The outlook for U.S. construction workers brightened on Friday with a report that showed growing momentum in hiring at building sites.

The U.S. Labor Department said 82,000 construction jobs were created between November and January, the biggest three-month gain since the three months ended April 2006.

That suggests the recovery underway in the U.S. housing market, seen in appreciating home prices and more housing starts, may be leading to a stronger pace of hiring.

"We're seeing more demand for construction workers," said Jed Kolko, an economist at real estate website Trulia.

The housing rebound still has a long way to go before a full recovery, but growth in the sector will likely boost economic growth in 2013 for the second straight year.

Friday's data was contained in the government's monthly employment report, which showed modest employment growth in January and a small increase in the jobless rate to 7.9 percent.

The details of the report showed the labor market in 2012 was healthier than initially estimated, with construction playing a bigger role in job creation. The Labor Department said 335,000 more jobs were created in 2012 than the government had first estimated.

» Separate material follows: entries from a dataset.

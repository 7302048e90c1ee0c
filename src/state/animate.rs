//! Animation Clock - One shared frame clock per mounted site
//!
//! Springs and toast timers subscribe to the clock and are stepped on every
//! animation frame the platform delivers.
//!
//! # Pattern
//!
//! - All subscribers share one clock, so every layer advances in lockstep
//! - The clock runs while it has at least one subscriber and stops when the
//!   last one unsubscribes; the platform only requests frames while running
//! - `running` is a signal so the platform shell can react to start/stop
//!
//! # Example
//!
//! ```
//! use artvince_site::state::FrameClock;
//!
//! let clock = FrameClock::new();
//! assert!(!clock.is_running());
//!
//! let unsubscribe = clock.subscribe(|dt| assert!(dt > 0.0));
//! assert!(clock.is_running());
//!
//! clock.tick(1.0 / 60.0);
//!
//! unsubscribe();
//! assert!(!clock.is_running());
//! ```

use std::cell::RefCell;
use std::rc::Rc;

use spark_signals::{signal, Signal};

use super::Cleanup;

/// Longest step handed to subscribers. Frames after a stall (background tab)
/// are split so springs stay stable.
pub const MAX_FRAME_DT: f64 = 1.0 / 30.0;

/// Frame callback; receives the step in seconds.
pub type FrameCallback = Rc<dyn Fn(f64)>;

#[derive(Default)]
struct ClockRegistry {
    subscribers: Vec<(usize, FrameCallback)>,
    next_id: usize,
    elapsed: f64,
    frames: u64,
}

/// Shared animation clock.
///
/// Cloning yields another handle to the same clock.
#[derive(Clone)]
pub struct FrameClock {
    registry: Rc<RefCell<ClockRegistry>>,
    running: Signal<bool>,
}

impl FrameClock {
    pub fn new() -> Self {
        Self {
            registry: Rc::new(RefCell::new(ClockRegistry::default())),
            running: signal(false),
        }
    }

    /// Subscribe to frames.
    ///
    /// Returns an unsubscribe function that must be called when the owner
    /// is disposed.
    pub fn subscribe<F>(&self, callback: F) -> Cleanup
    where
        F: Fn(f64) + 'static,
    {
        let count = {
            let mut reg = self.registry.borrow_mut();
            let id = reg.next_id;
            reg.next_id += 1;
            reg.subscribers.push((id, Rc::new(callback)));
            (id, reg.subscribers.len())
        };
        let (id, subscribers) = count;

        // Start clock on first subscriber
        if subscribers == 1 {
            log::trace!("frame clock started");
            self.running.set(true);
        }

        let registry = Rc::downgrade(&self.registry);
        let running = self.running.clone();
        Box::new(move || {
            let Some(registry) = registry.upgrade() else {
                return;
            };
            let remaining = {
                let mut reg = registry.borrow_mut();
                reg.subscribers.retain(|(sub_id, _)| *sub_id != id);
                reg.subscribers.len()
            };
            // Stop clock when no more subscribers
            if remaining == 0 {
                log::trace!("frame clock stopped");
                running.set(false);
            }
        })
    }

    /// Advance every subscriber by `dt` seconds.
    ///
    /// Non-finite or non-positive steps are ignored. Long steps are split
    /// into equal chunks of at most [`MAX_FRAME_DT`].
    pub fn tick(&self, dt: f64) {
        if !dt.is_finite() || dt <= 0.0 {
            return;
        }

        let chunks = (dt / MAX_FRAME_DT - 1e-9).ceil().max(1.0) as usize;
        let step = dt / chunks as f64;
        for _ in 0..chunks {
            let callbacks: Vec<FrameCallback> = {
                let mut reg = self.registry.borrow_mut();
                reg.elapsed += step;
                reg.subscribers.iter().map(|(_, cb)| cb.clone()).collect()
            };
            for callback in &callbacks {
                callback(step);
            }
        }

        self.registry.borrow_mut().frames += 1;
    }

    /// Whether at least one subscriber is attached.
    pub fn is_running(&self) -> bool {
        self.running.get()
    }

    /// Running flag as a signal.
    pub fn running_signal(&self) -> Signal<bool> {
        self.running.clone()
    }

    pub fn subscriber_count(&self) -> usize {
        self.registry.borrow().subscribers.len()
    }

    /// Seconds of animation time delivered so far.
    pub fn elapsed(&self) -> f64 {
        self.registry.borrow().elapsed
    }

    /// Number of `tick` calls that advanced time.
    pub fn frames(&self) -> u64 {
        self.registry.borrow().frames
    }
}

impl Default for FrameClock {
    fn default() -> Self {
        Self::new()
    }
}
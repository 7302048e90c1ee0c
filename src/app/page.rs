//! Per-page state.
//!
//! A [`PageState`] is created when its route becomes current and dropped
//! when the visitor leaves. Everything it registers (reveal observations,
//! listeners, clock subscriptions) goes into its [`CleanupScope`], so
//! dropping the page releases all of it.

use std::cell::Cell;
use std::collections::HashSet;
use std::rc::Rc;

use crate::catalog;
use crate::components::hero::HERO_ID;
use crate::filter::CourseFilter;
use crate::form::{ContactForm, Field};
use crate::motion::MotionSignals;
use crate::pages;
use crate::router::Route;
use crate::state::pointer::normalize;
use crate::state::scroll::scroll_progress;
use crate::state::{CleanupScope, EventMask, PlatformEvent, RevealLatch};
use crate::types::Rect;
use crate::view::{CatalogView, ContactView, MotionView};

use super::Services;

pub(crate) struct PageState {
    route: Route,
    reveals: Vec<(String, RevealLatch)>,
    filter: Option<CourseFilter>,
    form: Option<ContactForm>,
    motion: Option<MotionSignals>,
    scope: CleanupScope,
}

impl PageState {
    pub(crate) fn mount(route: Route, services: &Services) -> Self {
        let mut scope = CleanupScope::new();

        let mut reveals = Vec::new();
        for (id, options) in pages::reveal_targets(&route) {
            let (latch, unobserve) = services.observer.observe(id.clone(), options);
            scope.push(unobserve);
            let observer = services.observer.clone();
            let forget = id.clone();
            scope.push(move || observer.forget_bounds(&forget));
            reveals.push((id, latch));
        }

        let filter = route
            .initial_category()
            .map(|category| CourseFilter::with_category(catalog::courses(), category));

        let form = (route == Route::Contact).then(|| ContactForm::new(services.toasts.clone()));

        let motion = if route == Route::Home {
            let (signals, detach) = MotionSignals::smoothed(
                &services.inputs,
                services.config.hero_spring,
                services.config.scroll_spring,
                &services.clock,
            );
            scope.push(detach);
            track_hero(services, &mut scope);
            Some(signals)
        } else {
            None
        };

        log::debug!(
            "mounted {} ({} reveals, {} cleanups)",
            route.path(),
            reveals.len(),
            scope.len()
        );
        Self {
            route,
            reveals,
            filter,
            form,
            motion,
            scope,
        }
    }

    pub(crate) fn route(&self) -> &Route {
        &self.route
    }

    pub(crate) fn filter(&self) -> Option<&CourseFilter> {
        self.filter.as_ref()
    }

    pub(crate) fn form(&self) -> Option<&ContactForm> {
        self.form.as_ref()
    }

    /// Ids whose latch has triggered.
    pub(crate) fn revealed(&self) -> HashSet<String> {
        self.reveals
            .iter()
            .filter(|(_, latch)| latch.is_triggered())
            .map(|(id, _)| id.clone())
            .collect()
    }

    pub(crate) fn catalog_view(&self) -> Option<CatalogView> {
        self.filter.as_ref().map(|filter| CatalogView {
            query: filter.query(),
            category: filter.category(),
            results: filter.results(),
        })
    }

    pub(crate) fn contact_view(&self) -> Option<ContactView> {
        self.form.as_ref().map(|form| ContactView {
            name: form.value(Field::Name),
            email: form.value(Field::Email),
            subject: form.value(Field::Subject),
            message: form.value(Field::Message),
        })
    }

    pub(crate) fn motion_view(&self) -> Option<MotionView> {
        self.motion.as_ref().map(MotionView::from_signals)
    }
}

impl Drop for PageState {
    fn drop(&mut self) {
        log::debug!("unmounting {} ({} cleanups)", self.route.path(), self.scope.len());
    }
}

/// Feed the hero's pointer offset and scroll progress from platform events.
///
/// The hero box is kept in document coordinates so scrolling does not
/// require a fresh bounds report.
fn track_hero(services: &Services, scope: &mut CleanupScope) {
    let hero: Rc<Cell<Option<Rect>>> = Rc::new(Cell::new(None));

    let inputs = services.inputs.clone();
    let bounds = hero.clone();
    scope.push(services.listeners.on(EventMask::LAYOUT | EventMask::SCROLL, move |event| {
        let scroll_y = inputs.scroll_y.get();
        match event {
            PlatformEvent::Bounds { id, rect } if id == HERO_ID => {
                bounds.set(Some(Rect {
                    top: rect.top + scroll_y,
                    ..*rect
                }));
            }
            PlatformEvent::Scroll { .. } => {}
            _ => return,
        }
        if let Some(doc) = bounds.get() {
            inputs
                .scroll_progress
                .set(scroll_progress(scroll_y, doc.top, doc.height));
        }
    }));

    // Moves outside the hero leave the last offset in place.
    let inputs = services.inputs.clone();
    scope.push(services.listeners.on(EventMask::POINTER, move |event| {
        let (PlatformEvent::PointerMove { x, y }, Some(doc)) = (event, hero.get()) else {
            return;
        };
        let client = Rect {
            top: doc.top - inputs.scroll_y.get(),
            ..doc
        };
        if client.contains(*x, *y) {
            inputs.pointer.set(normalize(*x, *y, client));
        }
    }));
}
//! Site footer: brand blurb, contact lines, socials and link columns.

use crate::catalog;
use crate::types::{Icon, LinkColumn};
use crate::view::{el, icon, Element, Node, ViewContext};

use super::navbar::brand;

const BLURB: &str = "Empowering the next generation of game developers, 3D artists, and creative designers with industry-leading education.";
const EMAIL: &str = "hello@artvinceacademy.com";
const LOCATION: &str = "San Francisco, CA";

fn contact_line(kind: Icon, value: &str) -> Element {
    el("div")
        .class("footer-contact-line")
        .child(icon(kind, 16, "text-primary"))
        .child(el("span").text(value))
}

fn link_column(ctx: &ViewContext, column: &LinkColumn) -> Element {
    el("div")
        .class("footer-column")
        .child(el("h4").text(column.title.as_str()))
        .child(el("ul").children(column.links.iter().map(|link| {
            el("li").child(el("a").attr("href", ctx.href(&link.href)).text(link.name.as_str()))
        })))
}

pub fn footer(ctx: &ViewContext) -> Node {
    let socials = catalog::social_links().iter().map(|social| {
        el("a")
            .class("social-link")
            .attr("href", social.href.as_str())
            .attr("target", "_blank")
            .attr("rel", "noopener noreferrer")
            .attr("aria-label", social.label.as_str())
            .child(icon(social.icon, 18, ""))
    });

    let brand_column = el("div")
        .class("footer-brand")
        .child(brand(ctx, false))
        .child(el("p").class("muted").text(BLURB))
        .child(
            el("div")
                .class("footer-contact")
                .child(contact_line(Icon::Mail, EMAIL))
                .child(contact_line(Icon::MapPin, LOCATION)),
        )
        .child(el("div").class("footer-socials").children(socials));

    el("footer")
        .class("site-footer")
        .child(
            el("div")
                .class("footer-glows")
                .attr("aria-hidden", "true")
                .child(el("div").class("glow glow-primary footer-glow-left"))
                .child(el("div").class("glow glow-accent footer-glow-right")),
        )
        .child(
            el("div")
                .class("container footer-inner")
                .child(
                    el("div")
                        .class("footer-grid")
                        .child(brand_column)
                        .children(catalog::footer_columns().iter().map(|c| link_column(ctx, c))),
                )
                .child(
                    el("div")
                        .class("footer-bottom")
                        .child(el("p").text(format!(
                            "\u{a9} {} {}. All rights reserved.",
                            ctx.config.copyright_year, ctx.config.brand_name
                        )))
                        .child(el("p").text("Crafted with passion for the creative community.")),
                ),
        )
        .into()
}
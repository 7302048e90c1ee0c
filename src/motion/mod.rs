//! Motion - Spring smoothing and pointer/scroll driven transforms
//!
//! Raw pointer and scroll signals are smoothed by damped springs stepped on
//! the shared [`FrameClock`](crate::state::FrameClock), then mapped into
//! presentation values (rotation, translation, opacity, blur) by pure
//! consumers.

pub mod spring;
pub mod transform;

pub use spring::{SmoothedSignal, Spring, SpringConfig};
pub use transform::{GlowLayer, HeroFrame, HeroMotion, Mapping, MotionSignals, Particle, ParticleLayer, Transform};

Of those, 73,000 were in construction.

CONVINCING TREND

The report showed the construction sector has added jobs every month since June, and that the pace of growth picked up substantially in October.

"Now the upward trend looks more convincing," said Ryan Wang, an economist at HSBC in New York. If the pace of hiring since October continues, the economy could add about 300,000 construction jobs this year, he said.

That would be the fastest pace since 2005, though it would only be one facet of the boost a housing recovery would give to economic growth. Economists say that for every new single family home constructed, at least three permanent jobs are created as buyers shell out money to equip their homes.

Housing now is a smaller part of the economy than it was even before the housing bubble of the early 2000s, so the current recovery is providing less of an economic boost than it usually would following a recession.

Indeed, even if the October-January pace of construction hiring continued throughout 2013, the sector would only regain a sliver of the 1.5 million jobs that it lost in the recession.